C'est pourquoi les nations, les communautés religieuses, les ethnies, les groupes sociaux,
les mouvements contestataires et les partis politiques devront accepter l'interdiction de se livrer
à la guerre au moyen d'armes conventionnelles, chimiques, biologiques et nucléaires en
particulier, sur terre, sur mer et dans les airs, si l'Assemblée Générale
de l'ONU en soumet l'objet au vote de ses membres et qu'il est adopté.
Le XXIème siècle devrait être l'occasion d'une adaptation dans ce sens du droit
international actuellement en vigueur et d'encourager les institutions spécialisées de
l'ONU à développer les effets positifs que crée l'interdiction de faire
la guerre sur toute la terre.
La Charte de l'ONU du 26 juin 1945, signée après plusieurs années d'une
guerre mondiale particulièrement dévastatrice matériellement et traumatisante
humainement, a soutenu l'humanité dans sa capacité à rebondir avec
détermination vers des lendemains meilleurs et plus sûrs.
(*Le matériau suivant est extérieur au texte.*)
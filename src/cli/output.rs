//! Shared CLI output helpers for consistent operator-facing text.

use std::fmt::Display;

const RULE_WIDTH: usize = 56;

/// Print a section header and separator.
pub fn section(title: &str) {
    println!();
    println!("{title}");
    println!("{}", "─".repeat(RULE_WIDTH));
}

/// Print a simple key/value line.
pub fn key_value(label: &str, value: impl Display) {
    println!("{label:<18} {value}");
}

/// Print a successful status line.
pub fn ok(message: &str) {
    println!("✓ {message}");
}

/// Print a warning status line.
pub fn warn(message: &str) {
    println!("⚠ {message}");
}

/// Print an error status line.
pub fn error(message: &str) {
    eprintln!("✗ {message}");
}

/// Print a single-line note.
pub fn note(message: &str) {
    println!("{message}");
}
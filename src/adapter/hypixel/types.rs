//! Bazaar API response types.

use std::collections::{BTreeMap, HashMap};

use chrono::{DateTime, Utc};
use serde::{Deserialize, Deserializer};

use crate::domain::{lenient_decimal, MarketSnapshot, MarketSummary, Price, ProductId, Volume};

#[derive(Debug, Deserialize)]
pub struct BazaarResponse {
    #[serde(default)]
    pub success: bool,
    /// Milliseconds since the epoch.
    #[serde(rename = "lastUpdated", default)]
    pub last_updated: Option<i64>,
    /// A `null` entry stands for a product with no data and is skipped.
    #[serde(default, deserialize_with = "null_as_default")]
    pub products: HashMap<String, Option<RawProduct>>,
}

#[derive(Debug, Deserialize)]
pub struct RawProduct {
    #[serde(default)]
    pub product_id: Option<String>,
    /// Standing buy orders; a seller filling one sells instantly.
    #[serde(default, deserialize_with = "null_as_default")]
    pub sell_summary: Vec<SummaryEntry>,
    /// Standing sell orders; the top entry is the price to undercut.
    #[serde(default, deserialize_with = "null_as_default")]
    pub buy_summary: Vec<SummaryEntry>,
    #[serde(default, deserialize_with = "null_as_default")]
    pub quick_status: QuickStatus,
}

#[derive(Debug, Deserialize)]
pub struct SummaryEntry {
    #[serde(rename = "pricePerUnit", default, deserialize_with = "lenient_decimal")]
    pub price_per_unit: Price,
    #[serde(default, deserialize_with = "lenient_decimal")]
    pub amount: Volume,
}

#[derive(Debug, Default, Deserialize)]
pub struct QuickStatus {
    #[serde(rename = "sellVolume", default, deserialize_with = "lenient_decimal")]
    pub sell_volume: Volume,
    #[serde(rename = "buyVolume", default, deserialize_with = "lenient_decimal")]
    pub buy_volume: Volume,
}

/// Treat an explicit `null` like a missing field.
fn null_as_default<'de, D, T>(deserializer: D) -> Result<T, D::Error>
where
    D: Deserializer<'de>,
    T: Default + Deserialize<'de>,
{
    Ok(Option::<T>::deserialize(deserializer)?.unwrap_or_default())
}

impl RawProduct {
    /// Collapse the order book to its top-of-book summary.
    pub fn to_summary(&self) -> MarketSummary {
        MarketSummary {
            top_sell_order_price: self.buy_summary.first().map(|e| e.price_per_unit),
            top_insta_buy_price: self.sell_summary.first().map(|e| e.price_per_unit),
            sell_volume: self.quick_status.sell_volume,
            buy_volume: self.quick_status.buy_volume,
        }
    }
}

impl BazaarResponse {
    /// Convert to a domain snapshot.
    ///
    /// The embedded `product_id` wins over the map key when both exist.
    pub fn into_snapshot(self) -> MarketSnapshot {
        let fetched_at = self
            .last_updated
            .and_then(DateTime::<Utc>::from_timestamp_millis)
            .unwrap_or_else(Utc::now);

        let products: BTreeMap<ProductId, MarketSummary> = self
            .products
            .into_iter()
            .filter_map(|(key, raw)| {
                let raw = raw?;
                let summary = raw.to_summary();
                let id = raw.product_id.unwrap_or(key);
                Some((ProductId::from(id), summary))
            })
            .collect();

        MarketSnapshot::new(products, fetched_at)
    }
}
L'évolution économique et scientifique en particulier, ainsi que la démocratisation
croissante des instruments du savoir, ont fait considérablement avancer la société
vers des besoins nouveaux dont la satisfaction ne saurait être obtenue que si la paix entre les
hommes devient une obligation légale. Toutefois, la paix étant une condition et non un but
en soi, c'est donc la prohibition généralisée du droit de recours à la guerre
que l'ONU doit clairement introduire dans sa Charte.
Un futur pour l'humanité n'existera que si les conditions utiles et urgentes sont
élaborées collectivement et à temps.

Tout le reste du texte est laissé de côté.